Customer ReviewsSee All
A fun read!
Popular Crime is a fun book, idiosyncratic and possibly just plain wrong at times, the author's voice shines through and makes it feel like you're having a conversation with a friend rather than reading a scholarly text. This isn't to say that lots of research wasn't done for this book, it is well stocked with interesting info and insights and will (hopefully) spark some discussions about our justice system.
If you love true crime: read this.
I don’t know how to adequately express how well put-together this is. Bill is extremely knowledgeable and had put in the research necessary in order to speak on hundreds of crimes that are significant in history.
My favorite part, though, is that he frequently acknowledges that he’s a fan of crime books first (if you look at his other written works, it’s mostly baseball!) He speaks on different crimes, gives other sources to possibly look into, and sometimes explains the flaws in other writings. A year after the book is published he adds an addendum owning up to the one notable mistake in his book (and adding a couple more crimes that were initially missing from the first edition.)
I have the utmost respect for Bill as a writer and as an expert on crimes throughout history. I did like the Man from the Train better (also by James, and his daughter)- but that is an extensive, exhaustive deep dive into a series of connected crimes from the early 1900’s.
Long story short: read anything Bill writes about crime. He’s the bees knees.

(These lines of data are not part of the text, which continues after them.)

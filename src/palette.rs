//! # Palette Table
//!
//! The Inky pHAT shows exactly three colors: white, black and one accent
//! (red or yellow depending on the panel variant). Every frame is quantized to
//! a 256-entry palette whose first three slots hold those colors.
//!
//! Semantic colors are resolved per color mode: the background fill comes from
//! [`ColorMode::background`], the primary and alert drawing colors from
//! [`ColorScheme`], keyed by mode, palette and alert flag.

use image::Rgba;
use serde::{Deserialize, Serialize};
use std::fmt;

/// Number of entries in an indexed-color palette table
pub const PALETTE_SIZE: usize = 256;

/// Index of the background color in the palette table
pub const BACKGROUND_INDEX: u8 = 0;
/// Index of the accent (alert) color in the palette table
pub const ACCENT_INDEX: u8 = 1;
/// Index of the foreground color in the palette table
pub const FOREGROUND_INDEX: u8 = 2;

pub const WHITE: [u8; 3] = [255, 255, 255];
pub const BLACK: [u8; 3] = [0, 0, 0];
pub const RED: [u8; 3] = [255, 0, 0];
pub const YELLOW: [u8; 3] = [255, 255, 0];

/// Light mode draws black on white, dark mode white on black.
#[derive(Clone, Copy, Debug, Default, PartialEq, Eq, Hash, Serialize, Deserialize)]
#[serde(rename_all = "lowercase")]
pub enum ColorMode {
    #[default]
    Light,
    Dark,
}

/// Accent color family of the physical panel.
#[derive(Clone, Copy, Debug, PartialEq, Eq, Hash, Serialize, Deserialize)]
#[serde(rename_all = "lowercase")]
pub enum ColorPalette {
    Red,
    Yellow,
}

impl fmt::Display for ColorPalette {
    fn fmt(&self, f: &mut fmt::Formatter<'_>) -> fmt::Result {
        match self {
            ColorPalette::Red => write!(f, "red"),
            ColorPalette::Yellow => write!(f, "yellow"),
        }
    }
}

/// Ordered `[background, accent, foreground]` colors for a palette family.
pub fn semantic_colors(palette: ColorPalette) -> [[u8; 3]; 3] {
    match palette {
        ColorPalette::Red => [WHITE, RED, BLACK],
        ColorPalette::Yellow => [WHITE, YELLOW, BLACK],
    }
}

/// A 256-entry RGB palette table built from three semantic colors.
///
/// Slots 0..3 hold background, accent and foreground; every other slot is zero.
#[derive(Clone, Debug, PartialEq, Eq)]
pub struct Palette {
    entries: [[u8; 3]; PALETTE_SIZE],
}

impl Palette {
    pub fn from_selector(palette: ColorPalette) -> Self {
        let mut entries = [[0u8; 3]; PALETTE_SIZE];
        for (slot, color) in entries.iter_mut().zip(semantic_colors(palette)) {
            *slot = color;
        }
        Self { entries }
    }

    /// The three colors frames are quantized to.
    pub fn colors(&self) -> &[[u8; 3]] {
        &self.entries[..3]
    }

    pub fn get(&self, index: u8) -> [u8; 3] {
        self.entries[index as usize]
    }
}

/// Resolves semantic drawing colors to concrete RGBA values.
///
/// Built once per (mode, palette) pair and indexed by the alert flag of the
/// element being drawn.
#[derive(Clone, Copy, Debug, PartialEq, Eq)]
pub struct ColorScheme {
    mode: ColorMode,
    palette: ColorPalette,
    /// `[not alert, alert]`
    drawable: [Rgba<u8>; 2],
}

const fn opaque(rgb: [u8; 3]) -> Rgba<u8> {
    Rgba([rgb[0], rgb[1], rgb[2], 255])
}

/// `(mode, palette) -> [primary, alert]` for drawable elements.
const fn drawable_colors(mode: ColorMode, palette: ColorPalette) -> [Rgba<u8>; 2] {
    match (mode, palette) {
        (ColorMode::Light, ColorPalette::Red) => [opaque(BLACK), opaque(RED)],
        (ColorMode::Light, ColorPalette::Yellow) => [opaque(BLACK), opaque(YELLOW)],
        (ColorMode::Dark, ColorPalette::Red) => [opaque(WHITE), opaque(RED)],
        (ColorMode::Dark, ColorPalette::Yellow) => [opaque(WHITE), opaque(YELLOW)],
    }
}

impl ColorMode {
    /// Secondary color, used as the canvas fill: white in light mode, black in
    /// dark mode.
    pub const fn background(self) -> Rgba<u8> {
        match self {
            ColorMode::Light => opaque(WHITE),
            ColorMode::Dark => opaque(BLACK),
        }
    }
}

impl ColorScheme {
    pub fn new(mode: ColorMode, palette: ColorPalette) -> Self {
        Self {
            mode,
            palette,
            drawable: drawable_colors(mode, palette),
        }
    }

    pub fn mode(&self) -> ColorMode {
        self.mode
    }

    pub fn palette(&self) -> ColorPalette {
        self.palette
    }

    /// Color for a drawable element: alert color when its own flag is set,
    /// primary otherwise.
    pub fn drawable(&self, alert: bool) -> Rgba<u8> {
        self.drawable[usize::from(alert)]
    }

    pub fn primary(&self) -> Rgba<u8> {
        self.drawable(false)
    }

    pub fn alert(&self) -> Rgba<u8> {
        self.drawable(true)
    }
}
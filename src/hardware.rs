//! Linux wiring for the Inky pHAT: kernel spidev for SPI, the GPIO character
//! device for DC, RESET and BUSY.

use anyhow::Context;
use inky_dashboard_lib::config::HardwareConfig;
use inky_dashboard_lib::inky_phat::InkyPhat;
use linux_embedded_hal::gpio_cdev::{Chip, LineRequestFlags};
use linux_embedded_hal::spidev::{SpiModeFlags, SpidevOptions};
use linux_embedded_hal::{CdevPin, Delay, SpidevDevice};
use std::time::Duration;
use tracing::info;

const CONSUMER: &str = "inky-dashboard";

pub type Panel = InkyPhat<SpidevDevice, CdevPin, CdevPin, CdevPin, Delay>;

fn output_pin(chip: &mut Chip, offset: u32) -> anyhow::Result<CdevPin> {
    let handle = chip
        .get_line(offset)
        .with_context(|| format!("get GPIO line {offset}"))?
        .request(LineRequestFlags::OUTPUT, 1, CONSUMER)
        .with_context(|| format!("request GPIO {offset} as output"))?;
    CdevPin::new(handle).with_context(|| format!("wrap GPIO {offset}"))
}

fn input_pin(chip: &mut Chip, offset: u32) -> anyhow::Result<CdevPin> {
    let handle = chip
        .get_line(offset)
        .with_context(|| format!("get GPIO line {offset}"))?
        .request(LineRequestFlags::INPUT, 0, CONSUMER)
        .with_context(|| format!("request GPIO {offset} as input"))?;
    CdevPin::new(handle).with_context(|| format!("wrap GPIO {offset}"))
}

/// Open SPI and GPIO lines for the panel.
pub fn open_panel(hw: &HardwareConfig) -> anyhow::Result<Panel> {
    info!(
        spi = %hw.spi_path.display(),
        gpio_chip = %hw.gpio_chip.display(),
        dc = hw.dc_pin,
        reset = hw.reset_pin,
        busy = hw.busy_pin,
        "Opening Inky pHAT"
    );

    let mut spi = SpidevDevice::open(&hw.spi_path)
        .with_context(|| format!("open {}", hw.spi_path.display()))?;
    let options = SpidevOptions::new()
        .bits_per_word(8)
        .max_speed_hz(488_000)
        .mode(SpiModeFlags::SPI_MODE_0)
        .build();
    spi.configure(&options).context("configure spidev")?;

    let mut chip = Chip::new(&hw.gpio_chip)
        .with_context(|| format!("open {}", hw.gpio_chip.display()))?;
    let dc = output_pin(&mut chip, hw.dc_pin)?;
    let reset = output_pin(&mut chip, hw.reset_pin)?;
    let busy = input_pin(&mut chip, hw.busy_pin)?;

    Ok(InkyPhat::new(spi, dc, reset, busy, Delay)
        .with_busy_timeout(Duration::from_secs(hw.busy_timeout_seconds)))
}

Ok I love crime stories so this book I thought we be perfect. I was skipping pages, the rambling went on and on about the same things over and over. I felt more like I was reading a summary for books and what books I should read and what not to. By far not with the $13.99 I spent on it. Wish he would have left out his views on the justice system and his reviews on other books and maybe stuck more to the stories he was telling. I would not purchase this book or recommend it to anyone. The information he had about the crimes was pretty interesting.